//! In-memory collaborator implementations and a wired service fixture for
//! tests.

use crate::config::{AuthConfig, ThrottleConfig};
use crate::models::{AssignedPermission, Group, Principal, Repository};
use crate::service::{AuthService, Collaborators};
use crate::stores::{GrantStore, GroupStore, PrincipalStore, RepositoryStore, StoreError};
use crate::token::{AccessTokenEnricher, InMemoryKeyStore, TokenClaimsValidator};
use async_trait::async_trait;
use dashmap::DashMap;
use std::sync::{Arc, RwLock};

#[derive(Default)]
pub(crate) struct MemoryPrincipalStore {
    principals: DashMap<String, Principal>,
}

impl MemoryPrincipalStore {
    pub(crate) fn new() -> Self {
        Self::default()
    }

    pub(crate) async fn insert(&self, principal: Principal) {
        self.principals.insert(principal.id.clone(), principal);
    }
}

#[async_trait]
impl PrincipalStore for MemoryPrincipalStore {
    async fn get(&self, id: &str) -> Result<Option<Principal>, StoreError> {
        Ok(self.principals.get(id).map(|entry| entry.clone()))
    }

    async fn update(&self, principal: Principal) -> Result<(), StoreError> {
        self.principals.insert(principal.id.clone(), principal);
        Ok(())
    }
}

#[derive(Default)]
pub(crate) struct MemoryGroupStore {
    groups: RwLock<Vec<Group>>,
}

impl MemoryGroupStore {
    pub(crate) fn new() -> Self {
        Self::default()
    }

    pub(crate) async fn insert(&self, group: Group) {
        self.groups.write().unwrap().push(group);
    }
}

#[async_trait]
impl GroupStore for MemoryGroupStore {
    async fn all_groups(&self) -> Result<Vec<Group>, StoreError> {
        Ok(self.groups.read().unwrap().clone())
    }
}

#[derive(Default)]
pub(crate) struct MemoryRepositoryStore {
    repositories: RwLock<Vec<Repository>>,
}

impl MemoryRepositoryStore {
    pub(crate) fn new() -> Self {
        Self::default()
    }

    pub(crate) async fn insert(&self, repository: Repository) {
        self.repositories.write().unwrap().push(repository);
    }
}

#[async_trait]
impl RepositoryStore for MemoryRepositoryStore {
    async fn all_repositories(&self) -> Result<Vec<Repository>, StoreError> {
        Ok(self.repositories.read().unwrap().clone())
    }
}

#[derive(Default)]
pub(crate) struct MemoryGrantStore {
    grants: DashMap<String, AssignedPermission>,
}

impl MemoryGrantStore {
    pub(crate) fn new() -> Self {
        Self::default()
    }

    /// Stores a grant directly, bypassing the security system and its
    /// events.
    pub(crate) async fn put_direct(&self, id: &str, permission: AssignedPermission) {
        self.grants.insert(id.to_string(), permission);
    }
}

#[async_trait]
impl GrantStore for MemoryGrantStore {
    async fn put(&self, id: &str, permission: AssignedPermission) -> Result<(), StoreError> {
        self.grants.insert(id.to_string(), permission);
        Ok(())
    }

    async fn remove(&self, id: &str) -> Result<(), StoreError> {
        self.grants.remove(id);
        Ok(())
    }

    async fn all(&self) -> Result<Vec<(String, AssignedPermission)>, StoreError> {
        let mut grants: Vec<(String, AssignedPermission)> = self
            .grants
            .iter()
            .map(|entry| (entry.key().clone(), entry.value().clone()))
            .collect();
        grants.sort_by(|(a, _), (b, _)| a.cmp(b));
        Ok(grants)
    }
}

/// A fully wired [`AuthService`] over in-memory collaborators.
pub(crate) struct TestFixture {
    pub(crate) service: AuthService,
    pub(crate) principals: Arc<MemoryPrincipalStore>,
    pub(crate) groups: Arc<MemoryGroupStore>,
    pub(crate) repositories: Arc<MemoryRepositoryStore>,
    pub(crate) grants: Arc<MemoryGrantStore>,
}

impl TestFixture {
    pub(crate) const THROTTLE_LIMIT: i64 = 3;

    pub(crate) async fn new() -> Self {
        Self::with_components(Vec::new(), Vec::new()).await
    }

    pub(crate) async fn with_components(
        enrichers: Vec<Box<dyn AccessTokenEnricher>>,
        validators: Vec<Box<dyn TokenClaimsValidator>>,
    ) -> Self {
        let _ = env_logger::builder().is_test(true).try_init();

        let principals = Arc::new(MemoryPrincipalStore::new());
        let groups = Arc::new(MemoryGroupStore::new());
        let repositories = Arc::new(MemoryRepositoryStore::new());
        let grants = Arc::new(MemoryGrantStore::new());

        let config = AuthConfig {
            throttle: ThrottleConfig {
                limit: Self::THROTTLE_LIMIT,
                timeout_secs: 300,
            },
            ..Default::default()
        };
        let collaborators = Collaborators {
            principals: principals.clone(),
            groups: groups.clone(),
            repositories: repositories.clone(),
            grants: grants.clone(),
            keys: Arc::new(InMemoryKeyStore::new()),
        };
        let service = AuthService::new(config, collaborators, enrichers, validators)
            .expect("Failed to create auth service");

        Self {
            service,
            principals,
            groups,
            repositories,
            grants,
        }
    }

    pub(crate) async fn add_principal(&self, principal: Principal) {
        self.principals.insert(principal).await;
    }

    pub(crate) async fn update_principal(&self, principal: Principal) {
        self.principals.insert(principal).await;
    }

    pub(crate) async fn add_group(&self, group: Group) {
        self.groups.insert(group).await;
    }

    pub(crate) async fn add_repository(&self, repository: Repository) {
        self.repositories.insert(repository).await;
    }
}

• • •

Please list every line of the records that contains "unwrap".

▶ Expected output:
        self.groups.write().unwrap().push(group);
        Ok(self.groups.read().unwrap().clone())
        self.repositories.write().unwrap().push(repository);
        Ok(self.repositories.read().unwrap().clone())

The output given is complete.